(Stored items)
-- Opening Marker --

//! Raw posts and comments, and decoding of the listings that carry them.
//!
//! The remote service answers user listings with a JSON envelope:
//!
//! ```text
//! {"kind": "Listing", "data": {"children": [{"kind": "t3", "data": {...}}, ...]}}
//! ```
//!
//! Posts are things of kind `t3`, comments are things of kind `t1`. Only the
//! fields the audit needs are decoded; everything else is ignored.

use serde::Deserialize;

use crate::error::{Error, Result};
use crate::utils::full_permalink;

/// Thing kind of a post (link submission).
pub const POST_KIND: &str = "t3";

/// Thing kind of a comment.
pub const COMMENT_KIND: &str = "t1";

/// A post authored by the audited user.
#[derive(Debug, Clone, PartialEq, Eq)]
pub struct RawPost {
    /// Fullname of the post (e.g. `t3_abc123`), unique per post
    pub id: String,
    /// Absolute permalink
    pub permalink: String,
    /// Post title
    pub title: String,
}

impl RawPost {
    /// Create a post from its parts.
    pub fn new(id: impl Into<String>, permalink: impl Into<String>, title: impl Into<String>) -> Self {
        Self {
            id: id.into(),
            permalink: permalink.into(),
            title: title.into(),
        }
    }
}

/// A comment authored by the audited user.
#[derive(Debug, Clone, PartialEq, Eq)]
pub struct RawComment {
    /// Fullname of the comment (e.g. `t1_def456`)
    pub id: String,
    /// Fullname of the post this comment belongs to, if known
    pub parent_post_id: Option<String>,
    /// Absolute permalink
    pub permalink: String,
    /// Comment text, possibly spanning several lines
    pub body: String,
}

impl RawComment {
    /// Create a comment from its parts.
    ///
    /// An empty `parent_post_id` means the comment has no identifiable parent.
    pub fn new(
        id: impl Into<String>,
        parent_post_id: impl Into<String>,
        permalink: impl Into<String>,
        body: impl Into<String>,
    ) -> Self {
        let parent_post_id = parent_post_id.into();
        Self {
            id: id.into(),
            parent_post_id: (!parent_post_id.is_empty()).then_some(parent_post_id),
            permalink: permalink.into(),
            body: body.into(),
        }
    }
}

#[derive(Debug, Deserialize)]
struct Listing<T> {
    kind: String,
    data: ListingData<T>,
}

#[derive(Debug, Deserialize)]
struct ListingData<T> {
    #[serde(default = "Vec::new")]
    children: Vec<Thing<T>>,
}

#[derive(Debug, Deserialize)]
struct Thing<T> {
    kind: String,
    data: T,
}

#[derive(Debug, Deserialize)]
struct PostData {
    name: String,
    #[serde(default)]
    permalink: String,
    #[serde(default)]
    title: String,
    #[serde(default)]
    subreddit: String,
}

#[derive(Debug, Deserialize)]
struct CommentData {
    name: String,
    #[serde(default)]
    link_id: Option<String>,
    #[serde(default)]
    permalink: String,
    #[serde(default)]
    body: String,
    #[serde(default)]
    subreddit: String,
}

/// Decode a listing body into things of the expected kind.
fn decode_things<T>(body: &[u8], expected_kind: &str) -> Result<Vec<T>>
where
    T: for<'de> Deserialize<'de>,
{
    let listing: Listing<T> = serde_json::from_slice(body)?;
    if listing.kind != "Listing" {
        return Err(Error::InvalidResponse(format!(
            "Expected Listing, got {}",
            listing.kind
        )));
    }

    listing
        .data
        .children
        .into_iter()
        .map(|thing| {
            if thing.kind == expected_kind {
                Ok(thing.data)
            } else {
                Err(Error::InvalidResponse(format!(
                    "Expected {expected_kind} entry, got {}",
                    thing.kind
                )))
            }
        })
        .collect()
}

fn in_community(subreddit: &str, community: &str) -> bool {
    subreddit.eq_ignore_ascii_case(community)
}

/// Decode a listing of posts, keeping only those made in `community`.
pub fn parse_posts(body: &[u8], community: &str) -> Result<Vec<RawPost>> {
    let posts = decode_things::<PostData>(body, POST_KIND)?
        .into_iter()
        .filter(|p| in_community(&p.subreddit, community))
        .map(|p| RawPost {
            id: p.name,
            permalink: full_permalink(&p.permalink),
            title: p.title,
        })
        .collect();
    Ok(posts)
}

/// Decode a listing of comments, keeping only those made in `community`.
pub fn parse_comments(body: &[u8], community: &str) -> Result<Vec<RawComment>> {
    let comments = decode_things::<CommentData>(body, COMMENT_KIND)?
        .into_iter()
        .filter(|c| in_community(&c.subreddit, community))
        .map(|c| RawComment {
            id: c.name,
            parent_post_id: c.link_id.filter(|id| !id.is_empty()),
            permalink: full_permalink(&c.permalink),
            body: c.body,
        })
        .collect();
    Ok(comments)
}
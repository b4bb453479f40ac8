//! One complete audit run: set up a gateway, fetch and group, then render.
//!
//! Both entry points report failures with the same fixed prefixes, taken from
//! [`AuditFailure`]'s `Display`.

use std::fmt;
use std::future::Future;

use crate::error::{Error, Result};
use crate::gateway::FetchGateway;

use super::ext::AuditGatewayExt;
use super::render::{render_json, render_text};

/// Format of a rendered report.
#[derive(Debug, Clone, Copy, Default, PartialEq, Eq)]
pub enum OutputFormat {
    /// Markdown-flavoured text report
    #[default]
    Text,
    /// JSON array of grouped posts
    Json,
}

/// Stage at which an audit run stopped.
#[derive(Debug, Clone, PartialEq)]
pub enum AuditFailure {
    /// Configuration, credentials or login failed
    Setup(Error),
    /// Fetching the user's activity failed
    Build(Error),
    /// The grouped result could not be encoded as JSON
    Marshal(Error),
}

impl AuditFailure {
    /// Get the underlying error.
    pub fn error(&self) -> &Error {
        match self {
            AuditFailure::Setup(e) | AuditFailure::Build(e) | AuditFailure::Marshal(e) => e,
        }
    }
}

impl fmt::Display for AuditFailure {
    fn fmt(&self, f: &mut fmt::Formatter<'_>) -> fmt::Result {
        match self {
            AuditFailure::Setup(e) => write!(f, "Error setting up auditor! {e}"),
            AuditFailure::Build(e) => write!(f, "Error building post data! {e}"),
            AuditFailure::Marshal(e) => write!(f, "Error marshalling response to JSON! {e}"),
        }
    }
}

impl std::error::Error for AuditFailure {}

/// Set up a gateway with `setup`, audit `user` in `community` and render the report.
///
/// # Example
///
/// ```
/// use subreddit_audit::audit::{run_audit, OutputFormat};
/// use subreddit_audit::mock::MockGateway;
/// use subreddit_audit::{Error, RawPost};
///
/// # #[tokio::main]
/// # async fn main() {
/// let gateway = MockGateway::new().with_posts(vec![RawPost::new("t3_p1", "/p1", "Hello")]);
/// let json = run_audit("CrossStitch", "stitcher", OutputFormat::Json, || async { Ok(gateway) })
///     .await
///     .unwrap();
/// assert!(json.contains("Hello"));
///
/// let failure = run_audit("CrossStitch", "stitcher", OutputFormat::Text, || async {
///     Err::<MockGateway, _>(Error::Config("REDDIT_PASSWORD not set".to_string()))
/// })
/// .await
/// .unwrap_err();
/// assert_eq!(failure.to_string(), "Error setting up auditor! REDDIT_PASSWORD not set");
/// # }
/// ```
pub async fn run_audit<F, Fut, G>(
    community: &str,
    user: &str,
    format: OutputFormat,
    setup: F,
) -> std::result::Result<String, AuditFailure>
where
    F: FnOnce() -> Fut,
    Fut: Future<Output = Result<G>>,
    G: FetchGateway,
{
    let mut gateway = setup().await.map_err(AuditFailure::Setup)?;

    let report = gateway
        .audit_user(community, user)
        .await
        .map_err(AuditFailure::Build)?;

    tracing::info!(
        community,
        user,
        posts = report.post_count(),
        comments = report.total_comments(),
        "Audit complete"
    );

    match format {
        OutputFormat::Text => Ok(render_text(&report)),
        OutputFormat::Json => render_json(&report).map_err(AuditFailure::Marshal),
    }
}
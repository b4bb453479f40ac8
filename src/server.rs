//! HTTP endpoint for on-demand audits.
//!
//! `POST /` (or `POST /audit`) with a body like `{"user": "some_user"}` answers
//! with the grouped result as a JSON array. Every failure is reported as
//! plain text in a `200 OK` body, prefixed with a fixed message.
//!
//! Each request sets up its own gateway through a [`GatewaySetup`], so no
//! session or collection is shared between requests.

use std::fmt;
use std::future::Future;
use std::sync::Arc;

use async_trait::async_trait;
use axum::body::Bytes;
use axum::extract::State;
use axum::routing::{get, post};
use axum::Router;
use serde::de::{IgnoredAny, MapAccess, Visitor};
use serde::{Deserialize, Deserializer};

use crate::audit::{run_audit, OutputFormat};
use crate::config::{AuditorConfig, Credentials};
use crate::error::Result;
use crate::gateway::FetchGateway;
use crate::net_client::RedditClient;
use crate::utils::escape_html;

/// Body text returned when the request names no user.
pub const NO_USER_MESSAGE: &str = "No user given!";

/// Expected request body.
///
/// Field names match case-insensitively and a repeated `user` key overrides
/// earlier ones; a `null` value leaves the field as it was.
#[derive(Debug, Clone, Default, PartialEq)]
pub struct AuditRequest {
    /// User to audit
    pub user: Option<String>,
}

impl<'de> Deserialize<'de> for AuditRequest {
    fn deserialize<D>(deserializer: D) -> std::result::Result<Self, D::Error>
    where
        D: Deserializer<'de>,
    {
        struct RequestVisitor;

        impl<'de> Visitor<'de> for RequestVisitor {
            type Value = AuditRequest;

            fn expecting(&self, f: &mut fmt::Formatter<'_>) -> fmt::Result {
                f.write_str("an object with a `user` string")
            }

            fn visit_map<A>(self, mut map: A) -> std::result::Result<AuditRequest, A::Error>
            where
                A: MapAccess<'de>,
            {
                let mut request = AuditRequest::default();
                while let Some(key) = map.next_key::<String>()? {
                    if key.eq_ignore_ascii_case("user") {
                        if let Some(user) = map.next_value::<Option<String>>()? {
                            request.user = Some(user);
                        }
                    } else {
                        map.next_value::<IgnoredAny>()?;
                    }
                }
                Ok(request)
            }
        }

        deserializer.deserialize_map(RequestVisitor)
    }
}

/// Creates a fresh gateway for each request.
#[async_trait]
pub trait GatewaySetup: Send + Sync + 'static {
    /// Gateway type produced by this setup.
    type Gateway: FetchGateway;

    /// Community audits are scoped to.
    fn community(&self) -> &str;

    /// Create and authenticate a gateway.
    async fn connect(&self) -> Result<Self::Gateway>;
}

/// Setup that logs in to the remote API with credentials from the environment.
///
/// Credentials are read on every request, so rotating them needs no restart.
#[derive(Debug, Clone)]
pub struct RedditSetup {
    config: AuditorConfig,
}

impl RedditSetup {
    /// Create a setup for the given configuration.
    pub fn new(config: AuditorConfig) -> Self {
        Self { config }
    }
}

#[async_trait]
impl GatewaySetup for RedditSetup {
    type Gateway = RedditClient;

    fn community(&self) -> &str {
        &self.config.community
    }

    async fn connect(&self) -> Result<RedditClient> {
        let credentials = Credentials::from_env()?;
        RedditClient::login(self.config.clone(), credentials).await
    }
}

/// Build the router serving the audit endpoint.
pub fn router<S: GatewaySetup>(setup: S) -> Router {
    Router::new()
        .route("/", post(audit_handler::<S>))
        .route("/audit", post(audit_handler::<S>))
        .route("/health", get(health_handler))
        .with_state(Arc::new(setup))
}

async fn audit_handler<S: GatewaySetup>(State(setup): State<Arc<S>>, body: Bytes) -> String {
    let community = setup.community().to_string();
    respond_to_audit(&body, &community, || setup.connect()).await
}

async fn health_handler() -> &'static str {
    "ok"
}

/// Produce the response body for an audit request.
///
/// The steps stop at the first failure, whose message becomes the whole body:
///
/// 1. Decode the body (`Error decoding request body! ...`)
/// 2. Reject a missing or empty user ([`NO_USER_MESSAGE`])
/// 3. Set up a gateway (`Error setting up auditor! ...`)
/// 4. Audit the HTML-escaped user (`Error building post data! ...`)
/// 5. Render JSON (`Error marshalling response to JSON! ...`)
pub async fn respond_to_audit<F, Fut, G>(body: &[u8], community: &str, setup: F) -> String
where
    F: FnOnce() -> Fut,
    Fut: Future<Output = Result<G>>,
    G: FetchGateway,
{
    let request = match decode_request(body) {
        Ok(request) => request,
        Err(e) => return failure(format!("Error decoding request body! {e}")),
    };

    let user = match request.user.as_deref() {
        Some(user) if !user.is_empty() => escape_html(user),
        _ => return NO_USER_MESSAGE.to_string(),
    };

    tracing::info!(community, user = %user, "Auditing user");
    match run_audit(community, &user, OutputFormat::Json, setup).await {
        Ok(json) => json,
        Err(e) => failure(e.to_string()),
    }
}

/// Decode the first JSON value of the body, ignoring anything after it.
///
/// A bare `null` decodes as a request without a user.
fn decode_request(body: &[u8]) -> serde_json::Result<AuditRequest> {
    let mut deserializer = serde_json::Deserializer::from_slice(body);
    let request = Option::<AuditRequest>::deserialize(&mut deserializer)?;
    Ok(request.unwrap_or_default())
}

fn failure(message: String) -> String {
    tracing::warn!("{message}");
    message
}
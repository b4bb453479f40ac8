//! Grouping and rendering of a user's activity.
//!
//! This module turns the flat post and comment lists supplied by a
//! [`FetchGateway`](crate::gateway::FetchGateway) into a per-post report:
//!
//! - **Grouping**: every comment lands under the post it replies to, or in a
//!   single catch-all bucket when that post was not fetched
//! - **Rendering**: the grouped result becomes a markdown-flavoured text report
//!   or a JSON array
//! - **Extension trait**: the whole fetch, group sequence on any gateway
//!
//! # Overview
//!
//! - [`PostKey`]: key of a grouped entry, with an explicit catch-all variant
//! - [`GroupedPost`] and [`GroupedComment`]: the wire shape of the result
//! - [`AuditReport`]: the ordered grouped result
//! - [`aggregate`]: the grouping algorithm
//! - [`render_text`] and [`render_json`]: the renderers
//! - [`AuditGatewayExt`]: adds `audit_user` to every gateway
//! - [`run_audit`]: gateway setup, audit and rendering in one call, failing
//!   with an [`AuditFailure`] that names the stage
//!
//! # Example
//!
//! ```
//! use subreddit_audit::audit::{aggregate, render_json, render_text};
//! use subreddit_audit::{RawComment, RawPost};
//!
//! let posts = vec![RawPost::new("t3_p1", "https://www.reddit.com/r/x/p1", "Hello")];
//! let comments = vec![
//!     RawComment::new("t1_c1", "t3_p1", "https://www.reddit.com/r/x/p1/c1", "nice work"),
//!     RawComment::new("t1_c2", "t3_zz", "https://www.reddit.com/r/x/zz/c2", "cool"),
//! ];
//!
//! let report = aggregate(posts, comments);
//! assert_eq!(report.len(), 2);
//! assert_eq!(report.catch_all().comment_count(), 1);
//!
//! let text = render_text(&report);
//! assert!(text.contains("[**Hello**](https://www.reddit.com/r/x/p1)"));
//!
//! let json = render_json(&report).unwrap();
//! assert!(json.starts_with('['));
//! ```

mod algorithm;
mod ext;
mod render;
mod run;
mod types;

// Re-export public types
pub use algorithm::aggregate;
pub use ext::AuditGatewayExt;
pub use render::{render_json, render_text, CATCH_ALL_HEADER};
pub use run::{run_audit, AuditFailure, OutputFormat};
pub use types::{AuditReport, GroupedComment, GroupedPost, PostKey};
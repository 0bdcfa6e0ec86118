pub mod calculations;
pub mod db;
pub mod models;

pub use db::repository::{RepositoryError, SavingsRepository};
pub use models::*;
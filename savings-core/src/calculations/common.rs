//! Common utility functions for savings calculations.
//!
//! This module provides shared functionality used across the estimation
//! engine and its presentation layers, including rounding and rate
//! conversions.

use rust_decimal::Decimal;

/// Rounds a decimal value to the nearest whole unit using half-up rounding.
///
/// Estimates are computed at full precision and only rounded when shown to
/// the reader. Values at exactly 0.5 are rounded up (away from zero).
///
/// # Arguments
///
/// * `value` - The decimal value to round
///
/// # Returns
///
/// The value rounded to zero decimal places.
///
/// # Examples
///
/// ```
/// use rust_decimal_macros::dec;
/// use savings_core::calculations::common::round_to_whole;
///
/// assert_eq!(round_to_whole(dec!(359999.4)), dec!(359999));
/// assert_eq!(round_to_whole(dec!(359999.5)), dec!(360000));
/// assert_eq!(round_to_whole(dec!(359999.6)), dec!(360000));
/// assert_eq!(round_to_whole(dec!(-0.5)), dec!(-1)); // Away from zero
/// ```
pub fn round_to_whole(value: Decimal) -> Decimal {
    value.round_dp_with_strategy(0, rust_decimal::RoundingStrategy::MidpointAwayFromZero)
}

/// Converts a percentage figure to its fractional multiplier.
///
/// Rates arrive as human-entered percentages (8 means 8%). No bounds are
/// applied, so values above 100 or below zero convert the same way.
///
/// # Arguments
///
/// * `percent` - The percentage value (e.g., 8 for 8%)
///
/// # Returns
///
/// The equivalent fraction (e.g., 0.08).
///
/// # Examples
///
/// ```
/// use rust_decimal_macros::dec;
/// use savings_core::calculations::common::percent_to_fraction;
///
/// assert_eq!(percent_to_fraction(dec!(8)), dec!(0.08));
/// assert_eq!(percent_to_fraction(dec!(12.5)), dec!(0.125));
/// assert_eq!(percent_to_fraction(dec!(250)), dec!(2.5));
/// ```
pub fn percent_to_fraction(percent: Decimal) -> Decimal {
    percent / Decimal::ONE_HUNDRED
}
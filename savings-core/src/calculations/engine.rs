//! Savings estimation engine shared by every outcome calculator.
//!
//! The calculator pages (cancelled surgeries, workers' comp claims, therapy
//! dropouts) all reduce to the same arithmetic over four captured numbers.
//! A scenario contributes only vocabulary: which input field plays which
//! factor, and optionally its own preventable fraction.
//!
//! # Estimate Structure
//!
//! Every estimate walks the same four steps:
//!
//! | Step | Result            | Formula                                |
//! |------|-------------------|----------------------------------------|
//! | 1    | Total events      | dimension A * dimension B              |
//! | 2    | Affected events   | total events * affected rate / 100     |
//! | 3    | Actionable events | affected events * preventable fraction |
//! | 4    | Savings           | actionable events * value per event    |
//!
//! All four results are carried at full precision. Rounding happens only at
//! the display boundary.
//!
//! # Example
//!
//! ```
//! use rust_decimal_macros::dec;
//! use savings_core::calculations::{EstimationEngine, EstimationInput, EstimationRule};
//!
//! let rule = EstimationRule {
//!     dimension_a_field: "num_doctors".to_string(),
//!     dimension_b_field: "surgeries_per_doctor".to_string(),
//!     affected_rate_field: "cancellation_rate".to_string(),
//!     value_per_event_field: "revenue_per_surgery".to_string(),
//!     preventable_fraction: dec!(0.6),
//! };
//!
//! let mut input = EstimationInput::new();
//! input.insert("num_doctors", "10");
//! input.insert("surgeries_per_doctor", "250");
//! input.insert("cancellation_rate", "8");
//! input.insert("revenue_per_surgery", "3000");
//!
//! let engine = EstimationEngine::new(&rule);
//! let breakdown = engine.estimate(&input);
//!
//! assert_eq!(breakdown.total_events, dec!(2500));
//! assert_eq!(breakdown.affected_events, dec!(200));
//! assert_eq!(breakdown.actionable_events, dec!(120));
//! assert_eq!(breakdown.savings, dec!(360000));
//! ```

use rust_decimal::Decimal;
use serde::{Deserialize, Serialize};
use thiserror::Error;

use crate::ScenarioParams;
use crate::calculations::common::percent_to_fraction;
use crate::calculations::input::EstimationInput;

/// Fraction of affected events treated as preventable when a scenario does
/// not carry its own figure.
///
/// The value is 0.6.
pub const PREVENTABLE_FRACTION_DEFAULT: Decimal = Decimal::from_parts(6, 0, 0, false, 1);

/// Errors that can occur when validating an estimation rule.
#[derive(Debug, Error, PartialEq, Eq)]
pub enum EstimationRuleError {
    /// The preventable fraction is outside the closed range [0, 1].
    #[error("preventable fraction must be between 0 and 1, got {0}")]
    InvalidPreventableFraction(Decimal),

    /// A factor has no input field bound to it.
    #[error("no input field is bound for {0}")]
    MissingFieldBinding(&'static str),

    /// Two factors are bound to the same input field.
    #[error("input field '{0}' is bound to more than one factor")]
    DuplicateFieldBinding(String),
}

/// Binds scenario input fields to the four estimate factors.
///
/// A rule says which captured field plays which role, plus the preventable
/// fraction to apply. Rules usually come from stored scenario parameters via
/// [`EstimationRule::from_scenario_params`]; the [`Default`] rule binds the
/// generic factor names directly.
#[derive(Debug, Clone, PartialEq, Eq, Serialize, Deserialize)]
pub struct EstimationRule {
    /// Input field read as the first volume dimension (e.g. `num_doctors`).
    pub dimension_a_field: String,

    /// Input field read as the second volume dimension
    /// (e.g. `surgeries_per_doctor`).
    pub dimension_b_field: String,

    /// Input field read as the affected rate, expressed as a percentage
    /// (8 means 8%).
    pub affected_rate_field: String,

    /// Input field read as the dollar value of a single event.
    pub value_per_event_field: String,

    /// Fraction of affected events counted as actionable.
    pub preventable_fraction: Decimal,
}

impl Default for EstimationRule {
    fn default() -> Self {
        Self {
            dimension_a_field: "dimension_a".to_string(),
            dimension_b_field: "dimension_b".to_string(),
            affected_rate_field: "affected_rate_percent".to_string(),
            value_per_event_field: "value_per_event".to_string(),
            preventable_fraction: PREVENTABLE_FRACTION_DEFAULT,
        }
    }
}

impl EstimationRule {
    /// Builds a rule from stored scenario parameters.
    ///
    /// A scenario without its own preventable fraction falls back to
    /// [`PREVENTABLE_FRACTION_DEFAULT`]; the fallback is logged because it
    /// usually means the scenario row was seeded incompletely.
    pub fn from_scenario_params(params: &ScenarioParams) -> Self {
        let preventable_fraction = match params.preventable_fraction {
            Some(fraction) => fraction,
            None => {
                tracing::warn!(
                    scenario = %params.scenario_code,
                    "scenario carries no preventable fraction, using default"
                );
                PREVENTABLE_FRACTION_DEFAULT
            }
        };

        Self {
            dimension_a_field: params.dimension_a_field.clone(),
            dimension_b_field: params.dimension_b_field.clone(),
            affected_rate_field: params.affected_rate_field.clone(),
            value_per_event_field: params.value_per_event_field.clone(),
            preventable_fraction,
        }
    }

    /// Validates the rule before it is stored or used for estimates.
    ///
    /// # Errors
    ///
    /// Returns [`EstimationRuleError`] if:
    /// - The preventable fraction is outside [0, 1]
    /// - Any factor is bound to an empty field name
    /// - Two factors are bound to the same field name
    pub fn validate(&self) -> Result<(), EstimationRuleError> {
        if self.preventable_fraction < Decimal::ZERO || self.preventable_fraction > Decimal::ONE {
            return Err(EstimationRuleError::InvalidPreventableFraction(
                self.preventable_fraction,
            ));
        }

        let bindings = [
            ("dimension A", &self.dimension_a_field),
            ("dimension B", &self.dimension_b_field),
            ("the affected rate", &self.affected_rate_field),
            ("the value per event", &self.value_per_event_field),
        ];

        for &(role, field) in &bindings {
            if field.trim().is_empty() {
                return Err(EstimationRuleError::MissingFieldBinding(role));
            }
        }

        for (i, &(_, field)) in bindings.iter().enumerate() {
            if bindings.iter().skip(i + 1).any(|&(_, other)| other == field) {
                return Err(EstimationRuleError::DuplicateFieldBinding(field.clone()));
            }
        }

        Ok(())
    }
}

/// One computed estimate, carried at full precision.
#[derive(Debug, Clone, PartialEq, Eq, Serialize, Deserialize)]
pub struct EstimationBreakdown {
    /// Events across both volume dimensions (step 1).
    pub total_events: Decimal,

    /// Events hit by the problem the scenario describes (step 2).
    pub affected_events: Decimal,

    /// Affected events the product can act on (step 3).
    pub actionable_events: Decimal,

    /// Dollar value recovered by acting on those events (step 4).
    pub savings: Decimal,
}

/// Calculator for scenario savings estimates.
///
/// The engine borrows its rule, so one engine serves every estimate computed
/// under that rule.
#[derive(Debug, Clone)]
pub struct EstimationEngine<'a> {
    rule: &'a EstimationRule,
}

impl<'a> EstimationEngine<'a> {
    /// Creates a new estimation engine over the given rule.
    pub fn new(rule: &'a EstimationRule) -> Self {
        Self { rule }
    }

    /// Computes the full savings breakdown for one set of captured inputs.
    ///
    /// This never fails: fields that are missing, blank, or unparseable read
    /// as zero and simply zero out the terms they feed. The same input always
    /// produces the identical breakdown. Rates are applied as entered,
    /// including values above 100 percent; negative inputs flow through with
    /// their sign.
    pub fn estimate(
        &self,
        input: &EstimationInput,
    ) -> EstimationBreakdown {
        let total_events = self.total_events(input);
        let affected_events = self.affected_events(input, total_events);
        let actionable_events = self.actionable_events(affected_events);
        let savings = self.savings(input, actionable_events);

        EstimationBreakdown {
            total_events,
            affected_events,
            actionable_events,
            savings,
        }
    }

    /// Step 1: events across both volume dimensions.
    fn total_events(&self, input: &EstimationInput) -> Decimal {
        input.value(&self.rule.dimension_a_field) * input.value(&self.rule.dimension_b_field)
    }

    /// Step 2: the share of events hit by the problem.
    fn affected_events(
        &self,
        input: &EstimationInput,
        total_events: Decimal,
    ) -> Decimal {
        total_events * percent_to_fraction(input.value(&self.rule.affected_rate_field))
    }

    /// Step 3: the share of affected events the product can prevent.
    fn actionable_events(&self, affected_events: Decimal) -> Decimal {
        affected_events * self.rule.preventable_fraction
    }

    /// Step 4: the dollar value recovered by acting on those events.
    fn savings(
        &self,
        input: &EstimationInput,
        actionable_events: Decimal,
    ) -> Decimal {
        actionable_events * input.value(&self.rule.value_per_event_field)
    }
}
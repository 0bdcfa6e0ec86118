mod saved_estimate;
mod scenario;
mod scenario_params;

pub use saved_estimate::{NewSavedEstimate, SavedEstimate};
pub use scenario::{Scenario, ScenarioCode};
pub use scenario_params::{ScenarioParams, ScenarioParamsError};
use rust_decimal::Decimal;
use serde::{Deserialize, Serialize};
use thiserror::Error;

use super::scenario::ScenarioCode;

/// Errors that can occur when validating scenario parameters.
#[derive(Debug, Error, PartialEq, Eq)]
pub enum ScenarioParamsError {
    /// The preventable fraction must be between 0 and 1 when present.
    #[error("preventable fraction must be between 0 and 1, got {0}")]
    InvalidPreventableFraction(Decimal),

    /// A factor has an empty input field name.
    #[error("field name for {0} must not be empty")]
    EmptyFieldName(&'static str),

    /// A factor has an empty display label.
    #[error("label for {0} must not be empty")]
    EmptyLabel(&'static str),

    /// Two factors share the same input field name.
    #[error("field name '{0}' is used for more than one factor")]
    DuplicateFieldName(String),
}

/// Input vocabulary for one calculator scenario.
///
/// Each scenario names the four fields its calculator asks for, the labels
/// shown next to them, and optionally its own preventable fraction. Field
/// names are the keys an estimate's input map is expected to use.
#[derive(Debug, Clone, PartialEq, Eq, Serialize, Deserialize)]
pub struct ScenarioParams {
    pub scenario_code: ScenarioCode,
    pub dimension_a_field: String,
    pub dimension_a_label: String,
    pub dimension_b_field: String,
    pub dimension_b_label: String,
    pub affected_rate_field: String,
    pub affected_rate_label: String,
    pub value_per_event_field: String,
    pub value_per_event_label: String,
    pub preventable_fraction: Option<Decimal>,
}

impl ScenarioParams {
    /// Validates the parameters before they are stored.
    ///
    /// # Errors
    ///
    /// Returns [`ScenarioParamsError`] if:
    /// - The preventable fraction is present and outside [0, 1]
    /// - Any field name or label is empty
    /// - Two factors share the same field name
    pub fn validate(&self) -> Result<(), ScenarioParamsError> {
        if let Some(fraction) = self.preventable_fraction {
            if fraction < Decimal::ZERO || fraction > Decimal::ONE {
                return Err(ScenarioParamsError::InvalidPreventableFraction(fraction));
            }
        }

        let factors = [
            (
                "dimension A",
                &self.dimension_a_field,
                &self.dimension_a_label,
            ),
            (
                "dimension B",
                &self.dimension_b_field,
                &self.dimension_b_label,
            ),
            (
                "the affected rate",
                &self.affected_rate_field,
                &self.affected_rate_label,
            ),
            (
                "the value per event",
                &self.value_per_event_field,
                &self.value_per_event_label,
            ),
        ];

        for &(role, field, label) in &factors {
            if field.trim().is_empty() {
                return Err(ScenarioParamsError::EmptyFieldName(role));
            }
            if label.trim().is_empty() {
                return Err(ScenarioParamsError::EmptyLabel(role));
            }
        }

        for (i, &(_, field, _)) in factors.iter().enumerate() {
            if factors.iter().skip(i + 1).any(|&(_, other, _)| other == field) {
                return Err(ScenarioParamsError::DuplicateFieldName(field.clone()));
            }
        }

        Ok(())
    }
}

-- Closing Marker --

* [EXERCISE INSTRUCTIONS]
Nothing beyond the lines from the start of the entries through the line with "use crate::utils::full_permalink;" should appear. Repeat those lines exactly, both ends included.

* [TASK ANSWER]
//! Raw posts and comments, and decoding of the listings that carry them.
//!
//! The remote service answers user listings with a JSON envelope:
//!
//! ```text
//! {"kind": "Listing", "data": {"children": [{"kind": "t3", "data": {...}}, ...]}}
//! ```
//!
//! Posts are things of kind `t3`, comments are things of kind `t1`. Only the
//! fields the audit needs are decoded; everything else is ignored.

use serde::Deserialize;

use crate::error::{Error, Result};
use crate::utils::full_permalink;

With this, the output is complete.